Isn't the the whole definition of expected value the mean of the probability of all the samples, so how could there be an expected value for specific independent samples?
Also, how could $E[x_1^2] =E[x_2^2]$ since they are different independent samples?
Also, if $E[x_1^2] =E[x_2^2]$, shouldn't it follow that $E[x_1] =E[x_2]$ and therefore why doesn't $E[x_1x_2] =E[x_1^2]=E[x_2^2]$?
I am very confused...

Imagine that I have two distinct coins, $C_1$ and $C_2$, both of which are perfectly fair, and $x_i$ takes value $0$ if $C_i$ comes up tails, and $5$ if it comes up heads.

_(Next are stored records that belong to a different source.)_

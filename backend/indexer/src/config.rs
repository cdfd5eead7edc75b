//! Indexer configuration loaded from environment variables.

use std::str::FromStr;

use crate::errors::{IndexerError, Result};

#[derive(Debug, Clone)]
pub struct Config {
    /// Soroban RPC endpoint (e.g. https://soroban-testnet.stellar.org)
    pub rpc_url: String,
    /// Address of the deployed campaign ledger contract (Strkey format)
    pub contract_id: String,
    /// SQLite database URL or file path
    pub database_url: String,
    pub api_port: u16,
    /// Seconds between RPC polls
    pub poll_interval_secs: u64,
    /// Maximum number of events per `getEvents` page
    pub events_per_page: u32,
    /// Ledger to start from when no cursor has been saved
    pub start_ledger: u32,
}

impl Config {
    pub fn from_env() -> Result<Self> {
        Self::from_lookup(|key| std::env::var(key).ok())
    }

    /// Build a config from any key lookup; `from_env` passes the process environment.
    pub fn from_lookup(lookup: impl Fn(&str) -> Option<String>) -> Result<Self> {
        Ok(Config {
            rpc_url: lookup("RPC_URL")
                .unwrap_or_else(|| "https://soroban-testnet.stellar.org".to_string()),
            contract_id: lookup("CONTRACT_ID").ok_or_else(|| {
                IndexerError::Config("CONTRACT_ID environment variable is required".to_string())
            })?,
            database_url: lookup("DATABASE_URL")
                .unwrap_or_else(|| "sqlite:./campaign_events.db".to_string()),
            api_port: parse_or(&lookup, "API_PORT", 3001)?,
            poll_interval_secs: parse_or(&lookup, "POLL_INTERVAL_SECS", 5)?,
            events_per_page: parse_or(&lookup, "EVENTS_PER_PAGE", 100)?,
            start_ledger: parse_or(&lookup, "START_LEDGER", 0)?,
        })
    }
}

fn parse_or<T: FromStr>(
    lookup: &impl Fn(&str) -> Option<String>,
    key: &str,
    default: T,
) -> Result<T> {
    match lookup(key) {
        None => Ok(default),
        Some(raw) => raw
            .parse()
            .map_err(|_| IndexerError::Config(format!("Invalid {key}: {raw}"))),
    }
}
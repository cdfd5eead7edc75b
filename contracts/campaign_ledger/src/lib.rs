//! # Campaign Ledger Contract
//!
//! A single-campaign fundraising ledger. Contributions are accepted toward a
//! fixed goal for a fixed 30-day window; afterwards the campaign resolves to
//! either an owner payout or contributor refunds.
//!
//! | Phase        | Entry Point(s)                                   |
//! |--------------|--------------------------------------------------|
//! | Bootstrap    | `__constructor`                                  |
//! | Funding      | [`CampaignLedger::contribute`], `receive`        |
//! | Resolution   | [`CampaignLedger::claim`], [`CampaignLedger::withdraw`] |
//! | Rejection    | `fallback`                                       |
//! | Queries      | `balance`, `contribution_of`, `status`, `get_campaign`, ... |
//!
//! ## Architecture
//!
//! Storage access is delegated to [`storage`], event publication to
//! [`events`]. The status rule lives in [`types::CampaignStatus::derive`]
//! and is evaluated afresh by every entry point that needs it.
//!
//! Outgoing transfers go through the token's fallible `try_transfer`. The
//! contributor entry is zeroed before a refund leaves the contract and
//! restored if the token rejects it, so a failed operation leaves no trace.
//! A claim settles every contribution entry at once: afterwards they all read
//! as zero and no former contributor can withdraw.

#![no_std]

use soroban_sdk::{
    contract, contracterror, contractimpl, log, panic_with_error, token, Address, Env, Symbol,
};

pub mod events;
mod storage;
mod types;

#[cfg(test)]
mod invariants;
#[cfg(test)]
mod test_events;

use storage::{
    custody_balance, load_campaign, load_contribution, save_campaign, save_contribution,
    set_claimed,
};
pub use types::{
    Campaign, CampaignStatus, DEFAULT_GOAL, DEFAULT_MINIMUM_CONTRIBUTION, FUNDING_WINDOW_SECS,
};

#[contracterror]
#[derive(Copy, Clone, Debug, Eq, PartialEq, PartialOrd, Ord)]
#[repr(u32)]
pub enum Error {
    /// Contribution attempted after the deadline.
    NotOpen = 1,
    /// Contribution smaller than the configured minimum.
    BelowMinimum = 2,
    /// Claim attempted by someone other than the owner.
    NotOwner = 3,
    /// Claim attempted while the campaign is not `Successful`.
    GoalNotMet = 4,
    /// Claim attempted with nothing held.
    NothingToClaim = 5,
    /// Withdrawal attempted after the campaign succeeded.
    CampaignSucceeded = 6,
    /// Withdrawal attempted with no tracked contribution.
    NothingToWithdraw = 7,
    /// The token contract refused the transfer.
    TransferFailed = 8,
    /// Call to an operation the ledger does not define.
    InvalidOperation = 9,
    /// Negative goal or minimum, or a deadline that does not fit in `u64`.
    InvalidParameters = 10,
}

#[contract]
pub struct CampaignLedger;

#[contractimpl]
impl CampaignLedger {
    // ─────────────────────────────────────────────────────────
    // Construction
    // ─────────────────────────────────────────────────────────

    /// Create the campaign. `owner` must authorise and becomes the sole claimant.
    ///
    /// The deadline is fixed here at `now + FUNDING_WINDOW_SECS` and never changes.
    pub fn __constructor(
        env: Env,
        owner: Address,
        token: Address,
        goal: i128,
        minimum_contribution: i128,
    ) {
        owner.require_auth();

        if goal < 0 || minimum_contribution < 0 {
            panic_with_error!(&env, Error::InvalidParameters);
        }

        let created_at = env.ledger().timestamp();
        let deadline = match created_at.checked_add(FUNDING_WINDOW_SECS) {
            Some(deadline) => deadline,
            None => panic_with_error!(&env, Error::InvalidParameters),
        };

        save_campaign(
            &env,
            &Campaign {
                owner,
                token,
                goal,
                minimum_contribution,
                created_at,
                deadline,
            },
        );
    }

    // ─────────────────────────────────────────────────────────
    // Funding
    // ─────────────────────────────────────────────────────────

    /// Contribute `amount` from `contributor` while the campaign is open.
    ///
    /// There is no cap: the balance may exceed the goal.
    pub fn contribute(env: Env, contributor: Address, amount: i128) -> Result<(), Error> {
        contributor.require_auth();
        Self::accept_contribution(&env, contributor, amount)
    }

    /// Bare deposit with no operation attached. Treated exactly like
    /// [`CampaignLedger::contribute`] from `from`.
    pub fn receive(env: Env, from: Address, amount: i128) -> Result<(), Error> {
        from.require_auth();
        Self::accept_contribution(&env, from, amount)
    }

    /// Catch-all for undefined operations. Always rejects and never takes
    /// custody of `amount`. The caller is not authenticated and not logged.
    pub fn fallback(
        env: Env,
        _caller: Address,
        operation: Symbol,
        amount: i128,
    ) -> Result<(), Error> {
        log!(&env, "rejected undefined operation", operation, amount);
        Err(Error::InvalidOperation)
    }

    // ─────────────────────────────────────────────────────────
    // Resolution
    // ─────────────────────────────────────────────────────────

    /// Transfer the whole balance to the owner once the campaign succeeded.
    ///
    /// A second claim finds either a `Failed` campaign (balance now below the
    /// goal) or, for a zero goal, an empty balance; both are rejected.
    /// Contribution entries read as zero from then on.
    pub fn claim(env: Env, caller: Address) -> Result<i128, Error> {
        caller.require_auth();

        let campaign = load_campaign(&env);
        if caller != campaign.owner {
            return Err(Error::NotOwner);
        }

        let balance = custody_balance(&env, &campaign);
        if Self::status_for(&env, &campaign, balance) != CampaignStatus::Successful {
            return Err(Error::GoalNotMet);
        }
        if balance <= 0 {
            return Err(Error::NothingToClaim);
        }

        // Settle every contribution entry before the tokens leave.
        set_claimed(&env, true);
        if let Err(e) = Self::transfer_out(&env, &campaign.token, &campaign.owner, balance) {
            set_claimed(&env, false);
            return Err(e);
        }

        events::emit_funds_claimed(&env, campaign.owner, balance);
        Ok(balance)
    }

    /// Refund the caller's whole tracked contribution.
    ///
    /// Allowed while funding and after failure; rejected once successful.
    pub fn withdraw(env: Env, caller: Address) -> Result<i128, Error> {
        caller.require_auth();

        let campaign = load_campaign(&env);
        let balance = custody_balance(&env, &campaign);
        if Self::status_for(&env, &campaign, balance) == CampaignStatus::Successful {
            return Err(Error::CampaignSucceeded);
        }

        let amount = load_contribution(&env, &caller);
        if amount <= 0 {
            return Err(Error::NothingToWithdraw);
        }

        // Debit before the tokens leave; restore if the token refuses.
        save_contribution(&env, &caller, 0);
        if let Err(e) = Self::transfer_out(&env, &campaign.token, &caller, amount) {
            save_contribution(&env, &caller, amount);
            return Err(e);
        }

        events::emit_withdraw_claimed(&env, caller, amount);
        Ok(amount)
    }

    // ─────────────────────────────────────────────────────────
    // Queries
    // ─────────────────────────────────────────────────────────

    /// Tokens currently held by the ledger.
    pub fn balance(env: Env) -> i128 {
        let campaign = load_campaign(&env);
        custody_balance(&env, &campaign)
    }

    /// Tracked contribution of `contributor`; zero if never contributed.
    pub fn contribution_of(env: Env, contributor: Address) -> i128 {
        load_contribution(&env, &contributor)
    }

    /// Current status, computed from the ledger time and balance.
    pub fn status(env: Env) -> CampaignStatus {
        let campaign = load_campaign(&env);
        let balance = custody_balance(&env, &campaign);
        Self::status_for(&env, &campaign, balance)
    }

    pub fn get_campaign(env: Env) -> Campaign {
        load_campaign(&env)
    }

    pub fn owner(env: Env) -> Address {
        load_campaign(&env).owner
    }

    pub fn token(env: Env) -> Address {
        load_campaign(&env).token
    }

    pub fn goal(env: Env) -> i128 {
        load_campaign(&env).goal
    }

    pub fn minimum_contribution(env: Env) -> i128 {
        load_campaign(&env).minimum_contribution
    }

    pub fn created_at(env: Env) -> u64 {
        load_campaign(&env).created_at
    }

    pub fn deadline(env: Env) -> u64 {
        load_campaign(&env).deadline
    }

    // ─────────────────────────────────────────────────────────
    // Internal Helpers
    // ─────────────────────────────────────────────────────────

    fn status_for(env: &Env, campaign: &Campaign, balance: i128) -> CampaignStatus {
        CampaignStatus::derive(
            env.ledger().timestamp(),
            campaign.deadline,
            balance,
            campaign.goal,
        )
    }

    fn accept_contribution(env: &Env, contributor: Address, amount: i128) -> Result<(), Error> {
        let campaign = load_campaign(env);
        let balance = custody_balance(env, &campaign);
        if Self::status_for(env, &campaign, balance) != CampaignStatus::Funding {
            return Err(Error::NotOpen);
        }
        if amount < campaign.minimum_contribution {
            return Err(Error::BelowMinimum);
        }

        let token_client = token::Client::new(env, &campaign.token);
        match token_client.try_transfer(&contributor, &env.current_contract_address(), &amount) {
            Ok(Ok(())) => {}
            _ => return Err(Error::TransferFailed),
        }

        let tracked = load_contribution(env, &contributor);
        save_contribution(env, &contributor, tracked + amount);

        events::emit_contribution_made(env, contributor, amount);
        Ok(())
    }

    fn transfer_out(env: &Env, token: &Address, to: &Address, amount: i128) -> Result<(), Error> {
        let token_client = token::Client::new(env, token);
        match token_client.try_transfer(&env.current_contract_address(), to, &amount) {
            Ok(Ok(())) => Ok(()),
            _ => Err(Error::TransferFailed),
        }
    }
}
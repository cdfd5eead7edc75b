extern crate std;

use soroban_sdk::{
    symbol_short,
    testutils::{Address as _, Events, Ledger},
    token, vec, Address, Env, IntoVal, TryIntoVal,
};

use crate::events::{ContributionMade, FundsClaimed, WithdrawClaimed};
use crate::{CampaignLedger, CampaignLedgerClient, Error};

fn setup(goal: i128) -> (Env, CampaignLedgerClient<'static>, Address, token::StellarAssetClient<'static>) {
    let env = Env::default();
    env.mock_all_auths();
    let owner = Address::generate(&env);
    let issuer = Address::generate(&env);
    let sac = env.register_stellar_asset_contract_v2(issuer);
    let contract_id = env.register(CampaignLedger, (owner.clone(), sac.address(), goal, 100i128));
    let client = CampaignLedgerClient::new(&env, &contract_id);
    let token_admin = token::StellarAssetClient::new(&env, &sac.address());
    (env, client, owner, token_admin)
}

#[test]
fn test_contribution_made_event() {
    let (env, client, _, token_admin) = setup(10_000);
    let contributor = Address::generate(&env);
    token_admin.mint(&contributor, &1_000);

    client.contribute(&contributor, &1_000);

    let all_events = env.events().all();
    let last_event = all_events.last().expect("No events found");

    assert_eq!(last_event.0, client.address);
    let expected_topics = vec![
        &env,
        symbol_short!("contrib").into_val(&env),
        contributor.into_val(&env),
    ];
    assert_eq!(last_event.1, expected_topics);

    let event_data: ContributionMade = last_event.2.try_into_val(&env).unwrap();
    assert_eq!(
        event_data,
        ContributionMade {
            contributor: contributor.clone(),
            amount: 1_000,
        }
    );
}

#[test]
fn test_receive_emits_contribution_made() {
    let (env, client, _, token_admin) = setup(10_000);
    let contributor = Address::generate(&env);
    token_admin.mint(&contributor, &500);

    client.receive(&contributor, &500);

    let last_event = env.events().all().last().expect("No events found");
    let event_data: ContributionMade = last_event.2.try_into_val(&env).unwrap();
    assert_eq!(event_data.contributor, contributor);
    assert_eq!(event_data.amount, 500);
}

#[test]
fn test_funds_claimed_event() {
    let (env, client, owner, token_admin) = setup(1_000);
    let contributor = Address::generate(&env);
    token_admin.mint(&contributor, &1_500);
    client.contribute(&contributor, &1_500);

    env.ledger().set_timestamp(client.deadline() + 1);
    client.claim(&owner);

    let last_event = env.events().all().last().expect("No events found");
    assert_eq!(last_event.0, client.address);
    let expected_topics = vec![
        &env,
        symbol_short!("claimed").into_val(&env),
        owner.into_val(&env),
    ];
    assert_eq!(last_event.1, expected_topics);

    let event_data: FundsClaimed = last_event.2.try_into_val(&env).unwrap();
    assert_eq!(
        event_data,
        FundsClaimed {
            owner: owner.clone(),
            amount: 1_500,
        }
    );
}

#[test]
fn test_withdraw_claimed_event() {
    let (env, client, _, token_admin) = setup(10_000);
    let contributor = Address::generate(&env);
    token_admin.mint(&contributor, &700);
    client.contribute(&contributor, &700);

    client.withdraw(&contributor);

    let last_event = env.events().all().last().expect("No events found");
    assert_eq!(last_event.0, client.address);
    let expected_topics = vec![
        &env,
        symbol_short!("withdrawn").into_val(&env),
        contributor.into_val(&env),
    ];
    assert_eq!(last_event.1, expected_topics);

    let event_data: WithdrawClaimed = last_event.2.try_into_val(&env).unwrap();
    assert_eq!(
        event_data,
        WithdrawClaimed {
            contributor: contributor.clone(),
            amount: 700,
        }
    );
}

#[test]
fn test_rejected_operation_emits_no_ledger_event() {
    let (env, client, _, token_admin) = setup(10_000);
    let contributor = Address::generate(&env);
    token_admin.mint(&contributor, &1_000);

    let result = client.try_contribute(&contributor, &50);
    assert_eq!(result, Err(Ok(Error::BelowMinimum)));

    let ledger_events = env
        .events()
        .all()
        .iter()
        .filter(|e| e.0 == client.address)
        .count();
    assert_eq!(ledger_events, 0);
}
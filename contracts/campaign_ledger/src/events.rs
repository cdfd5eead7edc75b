//! # Events
//!
//! Records published for off-chain observers. Each event carries a short
//! symbol as its first topic and the acting address as the second:
//!
//! | Topic 0      | Topic 1       | Data                 |
//! |--------------|---------------|----------------------|
//! | `contrib`    | contributor   | [`ContributionMade`] |
//! | `claimed`    | owner         | [`FundsClaimed`]     |
//! | `withdrawn`  | contributor   | [`WithdrawClaimed`]  |

use soroban_sdk::{contracttype, symbol_short, Address, Env};

#[contracttype]
#[derive(Clone, Debug, Eq, PartialEq)]
pub struct ContributionMade {
    pub contributor: Address,
    pub amount: i128,
}

#[contracttype]
#[derive(Clone, Debug, Eq, PartialEq)]
pub struct FundsClaimed {
    pub owner: Address,
    pub amount: i128,
}

#[contracttype]
#[derive(Clone, Debug, Eq, PartialEq)]
pub struct WithdrawClaimed {
    pub contributor: Address,
    pub amount: i128,
}

pub fn emit_contribution_made(env: &Env, contributor: Address, amount: i128) {
    env.events().publish(
        (symbol_short!("contrib"), contributor.clone()),
        ContributionMade {
            contributor,
            amount,
        },
    );
}

pub fn emit_funds_claimed(env: &Env, owner: Address, amount: i128) {
    env.events().publish(
        (symbol_short!("claimed"), owner.clone()),
        FundsClaimed { owner, amount },
    );
}

pub fn emit_withdraw_claimed(env: &Env, contributor: Address, amount: i128) {
    env.events().publish(
        (symbol_short!("withdrawn"), contributor.clone()),
        WithdrawClaimed {
            contributor,
            amount,
        },
    );
}
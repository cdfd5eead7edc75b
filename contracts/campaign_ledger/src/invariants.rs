#![allow(dead_code)]

extern crate std;

use soroban_sdk::{Address, Env};

use crate::types::{Campaign, CampaignStatus};
use crate::CampaignLedgerClient;

/// INV-1: the deadline is always `created_at + FUNDING_WINDOW_SECS`.
pub fn assert_deadline_fixed(campaign: &Campaign) {
    assert_eq!(
        campaign.deadline,
        campaign.created_at + crate::FUNDING_WINDOW_SECS,
        "INV-1 violated: deadline {} is not created_at {} + window",
        campaign.deadline,
        campaign.created_at
    );
}

/// INV-2: the configuration never changes after construction.
pub fn assert_campaign_immutable(original: &Campaign, current: &Campaign) {
    assert_eq!(original, current, "INV-2 violated: campaign configuration changed");
}

/// INV-3: the reported status equals the rule applied to fresh inputs.
pub fn assert_status_follows_rule(env: &Env, client: &CampaignLedgerClient) {
    let campaign = client.get_campaign();
    let expected = CampaignStatus::derive(
        env.ledger().timestamp(),
        campaign.deadline,
        client.balance(),
        campaign.goal,
    );
    assert_eq!(
        client.status(),
        expected,
        "INV-3 violated: status diverged from the derivation rule"
    );
}

/// INV-4: a successful contribution moves the entry and the balance by `amount`.
pub fn assert_contribution_delta(
    entry_before: i128,
    entry_after: i128,
    balance_before: i128,
    balance_after: i128,
    amount: i128,
) {
    assert_eq!(
        entry_after,
        entry_before + amount,
        "INV-4 violated: entry {} + {} != {}",
        entry_before,
        amount,
        entry_after
    );
    assert_eq!(
        balance_after,
        balance_before + amount,
        "INV-4 violated: balance {} + {} != {}",
        balance_before,
        amount,
        balance_after
    );
}

/// INV-5: with no outside transfers, tracked entries sum to the balance.
pub fn assert_entries_match_balance(client: &CampaignLedgerClient, contributors: &[Address]) {
    let sum: i128 = contributors.iter().map(|c| client.contribution_of(c)).sum();
    assert_eq!(
        sum,
        client.balance(),
        "INV-5 violated: tracked entries {} != balance {}",
        sum,
        client.balance()
    );
}

/// INV-6: a rejected operation leaves balance and the given entries untouched.
pub fn assert_unchanged(
    client: &CampaignLedgerClient,
    balance_before: i128,
    entries_before: &[(Address, i128)],
) {
    assert_eq!(
        client.balance(),
        balance_before,
        "INV-6 violated: balance changed by a rejected operation"
    );
    for (who, amount) in entries_before {
        assert_eq!(
            client.contribution_of(who),
            *amount,
            "INV-6 violated: entry changed by a rejected operation"
        );
    }
}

Then both $x_1, x_2$ are drawn from the same distribution, but that does not mean that they are identical -- it could very well be that one coin turned up tails and one turned up heads, so that $x_0 \neq x_1$.
The expected value $\mathbb E[x_1]$ is the "true, theoretical average" of the values of $x_1$: in this case it is $$ \frac12 \times 0 + \frac12 \times 5 = \frac52. $$ The same, of course, is true for $\mathbb E[x_2]$. This is why $\mathbb E[x_1] = \mathbb E[x_2]$, and similarly $\mathbb E[x_1^2] = \mathbb E[x_2^2] = \frac{25}2$, even though it need not be that $x_1 = x_2$.
You can approximate the value $\mathbb E[x_1]$ in practice by repeating the experiment of tossing coin $C_1$ a lot of times, and averaging the results, but that does not necessarily directly relate to $x_2$.
However, the fact that $\mathbb E[x_1] = \mathbb E[x_2]$ does not imply that $\mathbb E[x_1x_2] = \mathbb E[x_1^2]$: you cannot just change the $x_1$ or $x_2$ around within the $\mathbb E$, since it is not in general true that $x_1 = x_2$. In fact, you can calculate directly: $x_1^2$ has value 0 or 25, both with probability $1/2$, so $\mathbb E[x_1^2] = \frac{25}2$. The number $x_1 \times x_2$ has value 0 with probability 3/4 (at least one tails) and value 25 with probability 1/4 (both are heads), so it has expected value $\frac{25}4$.
I think most of the confusion here is caused by $x_1, x_2$ really referring to two closely related but distinct things: both to a random variable which is distributed a certain way, and to an actual sample from that random variable. That's why it seems to change around whether $x_1, x_2$ get referred to as numbers, or to something more complex (which you can, for example, apply the operator $\mathbb E$ to).